[[ Dataset records open ]]
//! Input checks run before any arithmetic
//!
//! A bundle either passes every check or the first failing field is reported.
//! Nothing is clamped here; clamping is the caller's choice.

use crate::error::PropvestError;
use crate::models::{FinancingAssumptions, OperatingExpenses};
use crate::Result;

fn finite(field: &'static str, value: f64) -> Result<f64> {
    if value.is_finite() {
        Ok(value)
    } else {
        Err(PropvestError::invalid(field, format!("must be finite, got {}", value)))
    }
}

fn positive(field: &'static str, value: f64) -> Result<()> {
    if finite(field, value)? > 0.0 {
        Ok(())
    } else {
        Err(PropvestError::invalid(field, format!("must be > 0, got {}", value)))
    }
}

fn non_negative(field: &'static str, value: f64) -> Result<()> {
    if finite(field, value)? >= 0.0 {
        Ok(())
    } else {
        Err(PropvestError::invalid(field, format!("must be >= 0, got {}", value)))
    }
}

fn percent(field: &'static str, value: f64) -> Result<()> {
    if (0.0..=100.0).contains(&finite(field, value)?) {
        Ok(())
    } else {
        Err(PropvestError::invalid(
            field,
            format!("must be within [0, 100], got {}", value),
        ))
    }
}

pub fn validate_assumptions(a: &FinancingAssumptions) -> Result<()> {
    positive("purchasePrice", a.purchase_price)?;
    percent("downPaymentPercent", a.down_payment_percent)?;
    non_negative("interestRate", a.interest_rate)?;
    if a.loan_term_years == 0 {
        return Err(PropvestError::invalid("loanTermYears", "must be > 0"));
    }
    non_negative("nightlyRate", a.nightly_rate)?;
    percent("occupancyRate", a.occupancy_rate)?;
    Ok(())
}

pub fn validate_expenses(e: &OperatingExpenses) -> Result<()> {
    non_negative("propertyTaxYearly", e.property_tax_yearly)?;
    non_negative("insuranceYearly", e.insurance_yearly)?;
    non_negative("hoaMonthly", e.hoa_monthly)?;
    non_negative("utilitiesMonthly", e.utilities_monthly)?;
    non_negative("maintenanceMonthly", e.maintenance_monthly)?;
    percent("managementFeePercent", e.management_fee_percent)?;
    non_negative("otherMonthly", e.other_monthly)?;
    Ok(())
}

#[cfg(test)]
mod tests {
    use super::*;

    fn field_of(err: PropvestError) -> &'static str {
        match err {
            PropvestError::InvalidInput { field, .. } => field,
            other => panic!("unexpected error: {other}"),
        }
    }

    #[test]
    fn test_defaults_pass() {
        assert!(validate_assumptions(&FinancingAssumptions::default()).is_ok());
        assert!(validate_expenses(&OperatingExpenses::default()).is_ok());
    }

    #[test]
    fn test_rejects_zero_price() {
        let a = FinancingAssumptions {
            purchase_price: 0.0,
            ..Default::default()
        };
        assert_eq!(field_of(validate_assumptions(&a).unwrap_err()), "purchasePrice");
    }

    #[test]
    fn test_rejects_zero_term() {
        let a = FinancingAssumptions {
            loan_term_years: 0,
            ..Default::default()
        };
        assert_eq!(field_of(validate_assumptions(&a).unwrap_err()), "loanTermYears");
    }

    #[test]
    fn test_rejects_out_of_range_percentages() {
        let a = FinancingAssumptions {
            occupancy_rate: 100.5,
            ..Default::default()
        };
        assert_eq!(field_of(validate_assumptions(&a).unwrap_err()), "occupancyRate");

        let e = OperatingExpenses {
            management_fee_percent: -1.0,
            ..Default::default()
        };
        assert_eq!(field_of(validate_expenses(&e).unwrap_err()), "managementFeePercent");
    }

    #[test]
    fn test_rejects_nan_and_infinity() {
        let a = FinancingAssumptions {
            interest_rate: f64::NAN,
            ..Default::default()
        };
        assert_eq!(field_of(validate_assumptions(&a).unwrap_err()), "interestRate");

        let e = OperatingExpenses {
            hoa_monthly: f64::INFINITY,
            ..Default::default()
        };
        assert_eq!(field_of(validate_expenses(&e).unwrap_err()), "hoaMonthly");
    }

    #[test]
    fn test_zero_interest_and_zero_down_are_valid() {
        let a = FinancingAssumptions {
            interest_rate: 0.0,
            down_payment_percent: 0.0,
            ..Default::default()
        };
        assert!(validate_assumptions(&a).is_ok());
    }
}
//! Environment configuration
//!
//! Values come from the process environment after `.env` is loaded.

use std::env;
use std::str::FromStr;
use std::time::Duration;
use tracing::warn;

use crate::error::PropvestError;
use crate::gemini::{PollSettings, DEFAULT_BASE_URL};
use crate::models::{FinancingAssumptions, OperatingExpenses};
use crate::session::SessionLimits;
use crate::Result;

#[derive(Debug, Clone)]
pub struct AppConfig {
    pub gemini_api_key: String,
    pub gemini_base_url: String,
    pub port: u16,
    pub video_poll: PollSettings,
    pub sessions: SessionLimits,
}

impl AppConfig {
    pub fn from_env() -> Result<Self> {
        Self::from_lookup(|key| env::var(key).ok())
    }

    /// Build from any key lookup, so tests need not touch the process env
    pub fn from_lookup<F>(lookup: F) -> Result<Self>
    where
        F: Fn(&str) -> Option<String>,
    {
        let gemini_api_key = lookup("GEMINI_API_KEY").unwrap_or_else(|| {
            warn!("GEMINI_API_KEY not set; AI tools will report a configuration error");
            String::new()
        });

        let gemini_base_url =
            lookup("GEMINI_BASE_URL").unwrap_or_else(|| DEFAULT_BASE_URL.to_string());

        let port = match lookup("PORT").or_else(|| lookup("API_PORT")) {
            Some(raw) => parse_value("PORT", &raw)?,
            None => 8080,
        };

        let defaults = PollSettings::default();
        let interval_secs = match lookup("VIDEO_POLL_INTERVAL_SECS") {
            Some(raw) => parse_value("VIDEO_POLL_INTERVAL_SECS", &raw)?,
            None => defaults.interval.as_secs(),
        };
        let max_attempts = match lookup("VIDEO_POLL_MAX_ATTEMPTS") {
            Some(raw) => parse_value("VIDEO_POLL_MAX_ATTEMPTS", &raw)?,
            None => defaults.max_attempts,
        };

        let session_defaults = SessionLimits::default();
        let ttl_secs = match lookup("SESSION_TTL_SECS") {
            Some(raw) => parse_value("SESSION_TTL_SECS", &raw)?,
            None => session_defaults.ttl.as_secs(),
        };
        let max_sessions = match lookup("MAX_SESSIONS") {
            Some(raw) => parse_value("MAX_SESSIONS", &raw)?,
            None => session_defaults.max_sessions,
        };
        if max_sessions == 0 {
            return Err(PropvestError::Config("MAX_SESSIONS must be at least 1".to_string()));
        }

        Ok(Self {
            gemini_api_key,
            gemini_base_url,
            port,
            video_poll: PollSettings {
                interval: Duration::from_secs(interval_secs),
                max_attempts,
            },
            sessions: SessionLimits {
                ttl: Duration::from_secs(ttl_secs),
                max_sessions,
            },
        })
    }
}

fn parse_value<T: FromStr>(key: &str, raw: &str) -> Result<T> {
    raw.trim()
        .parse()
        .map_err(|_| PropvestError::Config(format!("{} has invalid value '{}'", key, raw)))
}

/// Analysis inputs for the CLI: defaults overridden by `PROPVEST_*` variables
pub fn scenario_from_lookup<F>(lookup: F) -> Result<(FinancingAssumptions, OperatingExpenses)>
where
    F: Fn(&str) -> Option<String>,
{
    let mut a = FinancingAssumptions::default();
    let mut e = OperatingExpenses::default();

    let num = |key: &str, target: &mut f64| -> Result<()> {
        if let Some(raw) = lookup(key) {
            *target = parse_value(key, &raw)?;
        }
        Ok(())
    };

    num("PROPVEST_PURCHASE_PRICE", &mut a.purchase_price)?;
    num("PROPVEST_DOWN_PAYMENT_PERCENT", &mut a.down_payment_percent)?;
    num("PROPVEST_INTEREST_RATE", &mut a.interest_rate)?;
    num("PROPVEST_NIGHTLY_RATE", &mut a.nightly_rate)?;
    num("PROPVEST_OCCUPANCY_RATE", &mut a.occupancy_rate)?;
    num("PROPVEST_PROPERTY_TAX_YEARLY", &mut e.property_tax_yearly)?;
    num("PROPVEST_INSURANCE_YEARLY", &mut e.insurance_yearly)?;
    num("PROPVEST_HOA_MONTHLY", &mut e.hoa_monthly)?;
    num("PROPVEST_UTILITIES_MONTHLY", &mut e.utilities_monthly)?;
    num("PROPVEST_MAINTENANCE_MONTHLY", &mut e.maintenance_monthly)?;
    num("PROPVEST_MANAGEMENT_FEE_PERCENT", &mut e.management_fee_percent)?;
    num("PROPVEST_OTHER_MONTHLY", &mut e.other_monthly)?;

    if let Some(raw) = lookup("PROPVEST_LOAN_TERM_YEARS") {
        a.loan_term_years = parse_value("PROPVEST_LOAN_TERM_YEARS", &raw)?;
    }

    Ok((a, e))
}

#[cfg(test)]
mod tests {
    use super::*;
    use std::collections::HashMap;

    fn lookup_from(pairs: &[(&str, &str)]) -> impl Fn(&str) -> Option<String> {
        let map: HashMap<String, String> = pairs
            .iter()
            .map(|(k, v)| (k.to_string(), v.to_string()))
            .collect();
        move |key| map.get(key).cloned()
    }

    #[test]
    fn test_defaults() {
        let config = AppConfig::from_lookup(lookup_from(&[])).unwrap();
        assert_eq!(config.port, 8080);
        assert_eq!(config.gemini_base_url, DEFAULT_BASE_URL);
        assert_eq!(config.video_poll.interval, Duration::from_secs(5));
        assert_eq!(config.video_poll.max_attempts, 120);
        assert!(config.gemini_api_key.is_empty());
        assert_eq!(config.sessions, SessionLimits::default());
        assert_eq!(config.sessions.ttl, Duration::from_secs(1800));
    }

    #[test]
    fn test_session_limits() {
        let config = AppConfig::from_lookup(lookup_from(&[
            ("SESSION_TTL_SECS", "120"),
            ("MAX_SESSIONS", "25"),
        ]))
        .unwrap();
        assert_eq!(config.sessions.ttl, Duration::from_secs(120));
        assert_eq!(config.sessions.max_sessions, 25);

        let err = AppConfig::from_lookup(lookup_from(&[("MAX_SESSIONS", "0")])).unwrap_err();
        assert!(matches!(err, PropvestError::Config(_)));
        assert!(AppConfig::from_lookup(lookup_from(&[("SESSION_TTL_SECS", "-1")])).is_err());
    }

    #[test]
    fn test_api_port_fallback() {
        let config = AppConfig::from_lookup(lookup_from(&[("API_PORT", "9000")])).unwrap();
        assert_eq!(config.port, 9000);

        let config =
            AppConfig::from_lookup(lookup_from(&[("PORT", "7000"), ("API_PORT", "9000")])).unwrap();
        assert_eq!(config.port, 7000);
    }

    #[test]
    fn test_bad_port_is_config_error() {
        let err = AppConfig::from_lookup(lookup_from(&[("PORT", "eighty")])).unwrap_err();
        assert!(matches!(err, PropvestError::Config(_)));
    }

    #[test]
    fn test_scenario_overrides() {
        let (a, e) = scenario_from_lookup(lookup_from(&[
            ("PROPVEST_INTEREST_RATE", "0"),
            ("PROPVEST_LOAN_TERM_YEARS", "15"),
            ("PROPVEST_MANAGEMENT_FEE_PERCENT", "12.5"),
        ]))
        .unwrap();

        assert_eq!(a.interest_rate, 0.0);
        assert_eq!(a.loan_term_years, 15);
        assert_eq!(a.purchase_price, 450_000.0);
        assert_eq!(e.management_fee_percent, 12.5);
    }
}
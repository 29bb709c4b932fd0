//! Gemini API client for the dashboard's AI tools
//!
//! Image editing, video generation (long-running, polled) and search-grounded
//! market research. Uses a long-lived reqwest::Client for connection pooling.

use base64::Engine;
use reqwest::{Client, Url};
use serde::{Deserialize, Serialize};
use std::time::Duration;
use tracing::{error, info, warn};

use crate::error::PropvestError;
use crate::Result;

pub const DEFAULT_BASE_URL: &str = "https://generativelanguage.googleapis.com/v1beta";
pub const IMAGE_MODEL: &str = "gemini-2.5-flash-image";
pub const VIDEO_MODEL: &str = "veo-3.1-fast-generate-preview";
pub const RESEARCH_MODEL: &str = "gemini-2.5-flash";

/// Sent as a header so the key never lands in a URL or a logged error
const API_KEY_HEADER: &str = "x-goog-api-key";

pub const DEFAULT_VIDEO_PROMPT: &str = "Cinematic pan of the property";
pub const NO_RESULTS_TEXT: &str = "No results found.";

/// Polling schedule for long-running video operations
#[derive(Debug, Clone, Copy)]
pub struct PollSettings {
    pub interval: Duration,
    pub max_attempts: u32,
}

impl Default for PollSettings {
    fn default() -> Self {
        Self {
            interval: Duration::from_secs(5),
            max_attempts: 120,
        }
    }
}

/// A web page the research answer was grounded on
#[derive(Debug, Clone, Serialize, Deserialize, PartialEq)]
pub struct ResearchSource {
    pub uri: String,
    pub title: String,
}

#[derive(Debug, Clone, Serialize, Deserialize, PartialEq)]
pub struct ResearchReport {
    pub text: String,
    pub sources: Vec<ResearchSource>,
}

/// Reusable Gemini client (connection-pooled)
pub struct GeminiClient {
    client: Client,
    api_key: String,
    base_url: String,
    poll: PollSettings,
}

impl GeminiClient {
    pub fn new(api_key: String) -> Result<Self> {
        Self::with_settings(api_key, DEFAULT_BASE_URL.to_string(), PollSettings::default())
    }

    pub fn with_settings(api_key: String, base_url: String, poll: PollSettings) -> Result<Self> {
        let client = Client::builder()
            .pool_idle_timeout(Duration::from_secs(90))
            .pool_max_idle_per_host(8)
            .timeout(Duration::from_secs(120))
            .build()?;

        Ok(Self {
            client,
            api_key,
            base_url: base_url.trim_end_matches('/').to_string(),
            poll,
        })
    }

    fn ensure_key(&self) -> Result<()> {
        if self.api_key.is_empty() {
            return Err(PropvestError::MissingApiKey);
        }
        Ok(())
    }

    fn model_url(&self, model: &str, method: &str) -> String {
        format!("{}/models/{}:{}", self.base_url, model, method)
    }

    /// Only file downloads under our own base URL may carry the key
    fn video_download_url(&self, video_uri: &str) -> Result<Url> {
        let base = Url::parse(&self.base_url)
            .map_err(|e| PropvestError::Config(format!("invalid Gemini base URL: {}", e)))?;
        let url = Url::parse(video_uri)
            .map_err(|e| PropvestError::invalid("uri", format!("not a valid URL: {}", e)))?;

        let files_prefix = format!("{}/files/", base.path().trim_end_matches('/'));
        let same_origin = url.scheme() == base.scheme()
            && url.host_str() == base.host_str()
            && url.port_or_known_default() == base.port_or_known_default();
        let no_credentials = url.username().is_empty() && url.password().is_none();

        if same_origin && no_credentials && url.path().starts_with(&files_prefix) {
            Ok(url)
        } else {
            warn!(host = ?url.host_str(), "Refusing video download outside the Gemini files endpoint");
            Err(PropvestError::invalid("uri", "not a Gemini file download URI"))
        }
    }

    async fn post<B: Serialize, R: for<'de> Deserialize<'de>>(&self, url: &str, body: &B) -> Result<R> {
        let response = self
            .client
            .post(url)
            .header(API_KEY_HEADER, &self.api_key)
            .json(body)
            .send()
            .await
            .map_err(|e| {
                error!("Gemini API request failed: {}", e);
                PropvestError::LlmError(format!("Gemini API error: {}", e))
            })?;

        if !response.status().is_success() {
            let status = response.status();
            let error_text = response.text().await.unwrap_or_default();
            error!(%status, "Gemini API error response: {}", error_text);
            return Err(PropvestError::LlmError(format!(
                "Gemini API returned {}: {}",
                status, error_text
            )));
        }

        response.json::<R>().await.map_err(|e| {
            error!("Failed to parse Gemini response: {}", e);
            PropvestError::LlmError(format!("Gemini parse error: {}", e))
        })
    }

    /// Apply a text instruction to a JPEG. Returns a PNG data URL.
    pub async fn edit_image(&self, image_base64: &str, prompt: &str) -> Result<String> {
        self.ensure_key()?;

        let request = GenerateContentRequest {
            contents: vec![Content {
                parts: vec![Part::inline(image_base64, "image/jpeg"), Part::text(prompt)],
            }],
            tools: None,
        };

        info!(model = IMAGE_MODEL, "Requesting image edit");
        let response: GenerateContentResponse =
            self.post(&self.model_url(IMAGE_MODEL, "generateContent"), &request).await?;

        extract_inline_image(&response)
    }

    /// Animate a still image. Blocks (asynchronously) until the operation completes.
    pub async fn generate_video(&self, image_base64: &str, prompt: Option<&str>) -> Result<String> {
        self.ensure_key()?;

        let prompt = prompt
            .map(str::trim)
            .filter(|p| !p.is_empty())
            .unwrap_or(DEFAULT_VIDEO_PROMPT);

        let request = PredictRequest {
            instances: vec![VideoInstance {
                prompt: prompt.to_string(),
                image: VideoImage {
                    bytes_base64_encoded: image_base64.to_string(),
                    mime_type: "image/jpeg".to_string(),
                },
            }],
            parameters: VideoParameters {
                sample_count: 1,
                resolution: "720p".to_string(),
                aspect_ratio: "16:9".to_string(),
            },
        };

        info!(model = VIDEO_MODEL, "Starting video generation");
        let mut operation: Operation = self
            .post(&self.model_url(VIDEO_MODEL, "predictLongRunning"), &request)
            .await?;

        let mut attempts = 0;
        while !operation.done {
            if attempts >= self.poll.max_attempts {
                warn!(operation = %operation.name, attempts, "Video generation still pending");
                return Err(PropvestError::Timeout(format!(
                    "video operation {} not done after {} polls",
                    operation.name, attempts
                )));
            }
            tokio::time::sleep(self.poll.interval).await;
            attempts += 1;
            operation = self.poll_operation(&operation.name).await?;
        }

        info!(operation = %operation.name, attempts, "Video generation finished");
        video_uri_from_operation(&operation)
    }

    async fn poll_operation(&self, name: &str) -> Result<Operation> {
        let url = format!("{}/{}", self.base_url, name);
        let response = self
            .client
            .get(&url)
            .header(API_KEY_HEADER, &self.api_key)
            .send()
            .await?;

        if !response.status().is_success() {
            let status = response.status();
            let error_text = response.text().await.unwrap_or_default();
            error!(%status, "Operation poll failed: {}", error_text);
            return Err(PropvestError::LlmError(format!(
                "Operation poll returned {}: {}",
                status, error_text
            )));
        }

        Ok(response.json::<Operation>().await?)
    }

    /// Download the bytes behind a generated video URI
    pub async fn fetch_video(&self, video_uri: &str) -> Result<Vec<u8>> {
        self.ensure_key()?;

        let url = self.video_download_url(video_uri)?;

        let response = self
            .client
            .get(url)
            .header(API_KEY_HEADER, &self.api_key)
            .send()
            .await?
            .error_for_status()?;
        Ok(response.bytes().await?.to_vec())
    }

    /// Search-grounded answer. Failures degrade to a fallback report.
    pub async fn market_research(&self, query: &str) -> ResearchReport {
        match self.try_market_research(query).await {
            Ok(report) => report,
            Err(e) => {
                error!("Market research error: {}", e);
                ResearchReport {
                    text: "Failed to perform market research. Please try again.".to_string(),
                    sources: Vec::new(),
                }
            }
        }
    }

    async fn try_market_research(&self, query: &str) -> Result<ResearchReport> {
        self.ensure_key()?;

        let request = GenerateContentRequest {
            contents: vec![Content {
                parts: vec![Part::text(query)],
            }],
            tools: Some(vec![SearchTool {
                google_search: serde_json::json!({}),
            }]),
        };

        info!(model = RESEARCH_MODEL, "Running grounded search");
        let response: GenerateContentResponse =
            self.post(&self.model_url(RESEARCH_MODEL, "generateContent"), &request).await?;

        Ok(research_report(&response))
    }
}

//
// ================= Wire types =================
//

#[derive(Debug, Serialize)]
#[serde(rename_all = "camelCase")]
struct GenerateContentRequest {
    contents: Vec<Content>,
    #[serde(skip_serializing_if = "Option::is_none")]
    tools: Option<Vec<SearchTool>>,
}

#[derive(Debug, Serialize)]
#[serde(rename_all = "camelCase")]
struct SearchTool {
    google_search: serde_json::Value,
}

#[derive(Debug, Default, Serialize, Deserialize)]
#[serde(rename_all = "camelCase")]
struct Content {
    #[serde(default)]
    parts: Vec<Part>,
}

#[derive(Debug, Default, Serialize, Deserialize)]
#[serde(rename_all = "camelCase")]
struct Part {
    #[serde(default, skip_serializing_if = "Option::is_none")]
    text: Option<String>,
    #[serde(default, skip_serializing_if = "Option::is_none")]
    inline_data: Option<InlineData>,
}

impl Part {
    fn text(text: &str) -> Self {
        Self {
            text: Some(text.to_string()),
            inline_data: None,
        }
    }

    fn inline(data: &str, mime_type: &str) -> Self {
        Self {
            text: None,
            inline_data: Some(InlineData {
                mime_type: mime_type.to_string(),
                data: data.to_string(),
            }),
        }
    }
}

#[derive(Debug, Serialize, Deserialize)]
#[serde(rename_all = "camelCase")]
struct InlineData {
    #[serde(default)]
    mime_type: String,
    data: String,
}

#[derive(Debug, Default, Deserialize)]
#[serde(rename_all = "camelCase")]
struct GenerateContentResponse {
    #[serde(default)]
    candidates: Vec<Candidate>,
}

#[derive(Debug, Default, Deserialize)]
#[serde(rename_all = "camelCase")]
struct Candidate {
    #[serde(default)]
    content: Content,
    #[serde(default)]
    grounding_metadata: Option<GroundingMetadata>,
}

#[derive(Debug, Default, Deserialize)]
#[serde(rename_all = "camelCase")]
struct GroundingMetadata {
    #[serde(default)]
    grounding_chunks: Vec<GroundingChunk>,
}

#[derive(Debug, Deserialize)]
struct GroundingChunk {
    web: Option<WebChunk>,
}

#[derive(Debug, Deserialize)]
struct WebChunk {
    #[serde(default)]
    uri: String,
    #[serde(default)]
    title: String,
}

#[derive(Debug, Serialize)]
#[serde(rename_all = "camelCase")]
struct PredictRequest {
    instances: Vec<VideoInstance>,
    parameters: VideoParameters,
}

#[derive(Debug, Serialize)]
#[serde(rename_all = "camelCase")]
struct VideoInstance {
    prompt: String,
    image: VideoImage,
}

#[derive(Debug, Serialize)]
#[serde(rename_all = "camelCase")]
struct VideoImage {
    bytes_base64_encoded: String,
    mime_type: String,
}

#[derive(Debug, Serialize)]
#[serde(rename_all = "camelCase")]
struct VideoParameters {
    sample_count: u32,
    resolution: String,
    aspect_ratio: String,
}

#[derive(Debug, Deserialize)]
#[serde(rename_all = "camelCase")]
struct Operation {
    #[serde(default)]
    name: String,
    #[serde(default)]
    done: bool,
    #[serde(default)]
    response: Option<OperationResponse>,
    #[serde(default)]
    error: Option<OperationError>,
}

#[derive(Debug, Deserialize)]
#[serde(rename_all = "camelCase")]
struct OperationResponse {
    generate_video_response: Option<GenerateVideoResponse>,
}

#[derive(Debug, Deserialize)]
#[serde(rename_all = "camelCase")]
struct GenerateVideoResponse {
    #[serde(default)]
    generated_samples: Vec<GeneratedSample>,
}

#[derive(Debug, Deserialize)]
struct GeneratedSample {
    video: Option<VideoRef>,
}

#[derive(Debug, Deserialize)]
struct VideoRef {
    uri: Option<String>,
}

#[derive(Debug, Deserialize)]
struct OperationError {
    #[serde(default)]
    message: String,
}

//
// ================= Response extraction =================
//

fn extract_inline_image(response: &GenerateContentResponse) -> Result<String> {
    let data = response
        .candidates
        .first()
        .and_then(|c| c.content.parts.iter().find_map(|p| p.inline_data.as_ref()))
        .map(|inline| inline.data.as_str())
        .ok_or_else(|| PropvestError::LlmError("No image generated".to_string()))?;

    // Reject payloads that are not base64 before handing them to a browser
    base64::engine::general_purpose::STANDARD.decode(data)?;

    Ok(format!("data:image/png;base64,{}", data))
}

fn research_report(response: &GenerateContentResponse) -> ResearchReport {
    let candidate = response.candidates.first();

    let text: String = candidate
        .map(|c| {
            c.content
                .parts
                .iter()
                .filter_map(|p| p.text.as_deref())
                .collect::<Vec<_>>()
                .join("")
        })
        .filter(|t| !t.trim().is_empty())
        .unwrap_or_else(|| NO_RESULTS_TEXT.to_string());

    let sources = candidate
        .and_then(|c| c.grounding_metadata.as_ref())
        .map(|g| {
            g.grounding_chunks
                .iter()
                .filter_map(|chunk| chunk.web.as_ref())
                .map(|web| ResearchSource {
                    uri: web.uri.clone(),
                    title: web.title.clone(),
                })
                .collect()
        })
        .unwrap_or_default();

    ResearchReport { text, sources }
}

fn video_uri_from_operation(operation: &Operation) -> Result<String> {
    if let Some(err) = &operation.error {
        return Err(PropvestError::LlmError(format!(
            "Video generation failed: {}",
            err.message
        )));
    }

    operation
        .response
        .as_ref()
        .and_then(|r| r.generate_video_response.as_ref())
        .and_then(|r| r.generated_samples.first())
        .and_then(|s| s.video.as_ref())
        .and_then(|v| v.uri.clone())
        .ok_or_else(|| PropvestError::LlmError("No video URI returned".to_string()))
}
[[ Dataset records closed ]]
• **Exercise aim**: For the word "ResearchSource", count how many lines of the entries contain it; give the number and nothing more.

• **Written solution**: 3